Every other morning, I drive, walk, or bike to a coffee shop or library and commit 2 to 3 hours to work on my content or another side project. I buy a coffee—an iced latte when it’s hot and black coffee when it’s cold—sit in a corner, open my MacBook Air, pop in my AirPods on noise-canceling mode, hit play on a classical music playlist on Spotify, and often don’t move for three solid hours.

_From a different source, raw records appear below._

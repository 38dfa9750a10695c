//! Version-tracked schema migrations for the ledger.
//!
//! Each migration has a version number and SQL. `run_migrations()`
//! checks the current version and applies only the new ones, so it is
//! safe to invoke on every startup.

use libsql::Connection;

use crate::error::DatabaseError;

/// A single migration step.
struct Migration {
    version: i64,
    name: &'static str,
    sql: &'static str,
}

/// All migrations in order. Add new versions to the end.
static MIGRATIONS: &[Migration] = &[Migration {
    version: 1,
    name: "email_messages",
    sql: r#"
        CREATE TABLE IF NOT EXISTS email_messages (
            id INTEGER PRIMARY KEY AUTOINCREMENT,
            dedup_key TEXT NOT NULL UNIQUE,
            subject TEXT NOT NULL,
            sender TEXT NOT NULL,
            recipient TEXT NOT NULL,
            body TEXT NOT NULL,
            has_images INTEGER NOT NULL DEFAULT 0,
            image_count INTEGER NOT NULL DEFAULT 0,
            received_at TEXT NOT NULL,
            processed_at TEXT NOT NULL,
            delivery_status TEXT NOT NULL DEFAULT 'pending',
            delivered_at TEXT,
            delivery_error TEXT
        );
        CREATE INDEX IF NOT EXISTS idx_email_messages_status
            ON email_messages(delivery_status);
    "#,
}];

/// Run all pending migrations against the given connection.
///
/// Creates the `_migrations` tracking table if it doesn't exist.
pub async fn run_migrations(conn: &Connection) -> Result<(), DatabaseError> {
    conn.execute(
        "CREATE TABLE IF NOT EXISTS _migrations (
            version INTEGER PRIMARY KEY,
            name TEXT NOT NULL,
            applied_at TEXT NOT NULL DEFAULT (datetime('now'))
        )",
        (),
    )
    .await
    .map_err(|e| DatabaseError::Migration(format!("Failed to create _migrations table: {e}")))?;

    let current_version = get_current_version(conn).await?;

    for migration in MIGRATIONS {
        if migration.version > current_version {
            tracing::info!(
                version = migration.version,
                name = migration.name,
                "Applying migration"
            );
            conn.execute_batch(migration.sql).await.map_err(|e| {
                DatabaseError::Migration(format!(
                    "Migration V{} ({}) failed: {e}",
                    migration.version, migration.name
                ))
            })?;
            seed_version(conn, migration.version, migration.name).await?;
        }
    }

    Ok(())
}

/// Get the highest applied migration version, or 0 if none.
async fn get_current_version(conn: &Connection) -> Result<i64, DatabaseError> {
    let mut rows = conn
        .query("SELECT COALESCE(MAX(version), 0) FROM _migrations", ())
        .await
        .map_err(|e| DatabaseError::Migration(format!("Failed to query migration version: {e}")))?;

    let row = rows
        .next()
        .await
        .map_err(|e| DatabaseError::Migration(format!("Failed to read migration version: {e}")))?
        .ok_or_else(|| DatabaseError::Migration("Empty migration version result".into()))?;

    row.get(0)
        .map_err(|e| DatabaseError::Migration(format!("Failed to parse migration version: {e}")))
}

/// Record an applied migration.
async fn seed_version(conn: &Connection, version: i64, name: &str) -> Result<(), DatabaseError> {
    conn.execute(
        "INSERT INTO _migrations (version, name) VALUES (?1, ?2)",
        libsql::params![version, name],
    )
    .await
    .map_err(|e| DatabaseError::Migration(format!("Failed to record migration V{version}: {e}")))?;
    Ok(())
}

// ── Tests ───────────────────────────────────────────────────────────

I am so magically effective in these 3 hours that even the fattest, stinkiest, most scary-looking frog looks like an ice cream sundae. It is no match for my 8-11 am super-sayan productivity superpowers.

Summary:

To change your life in one week:

  1. Write daily for 5 minutes
  2. Wake up early and exercise
  3. Read 30 mins a day
  4. Max your phone time at 30 minutes a day (usually means an extra 3 hours a day for the good stuff)
  5. Learn Foundations
  6. Work on something excitingly ambitious
  7. Quantify and care about inputs
  8. Nearly Always Ignore Outputs
  9. Bonus: work in coffee shops

Thanks for reading!

Work Cited

  1. Işık, Ş., Ergüner-Tekinalp, B. The Effects of Gratitude Journaling on Turkish First Year College Students’ College Adjustment, Life Satisfaction and Positive Affect. Int J Adv Counselling 39, 164–175 (2017). https://doi.org/10.1007/s10447-017-9289-8
  2. Reid KJ, Baron KG, Lu B, Naylor E, Wolfe L, Zee PC. Aerobic exercise improves self-reported sleep and quality of life in older adults with insomnia. Sleep Med. 2010 Oct;11(9):934-40. doi: 10.1016/j.sleep.2010.04.014. Epub 2010 Sep 1. PMID: 20813580; PMCID: PMC2992829.
  3. Mandsager K, Harb S, Cremer P, Phelan D, Nissen SE, Jaber W. Association of Cardiorespiratory Fitness With Long-term Mortality Among Adults Undergoing Exercise Treadmill Testing. JAMA Netw Open. 2018 Oct 5;1(6):e183605. doi: 10.1001/jamanetworkopen.2018.3605. PMID: 30646252; PMCID: PMC6324439.
  4. Naci H, Ioannidis JP. Comparative effectiveness of exercise and drug interventions on mortality outcomes: metaepidemiological study. Br J Sports Med. 2015 Nov;49(21):1414-22. doi: 10.1136/bjsports-2015-f5577rep. PMID: 26476429; PMCID: PMC4680125.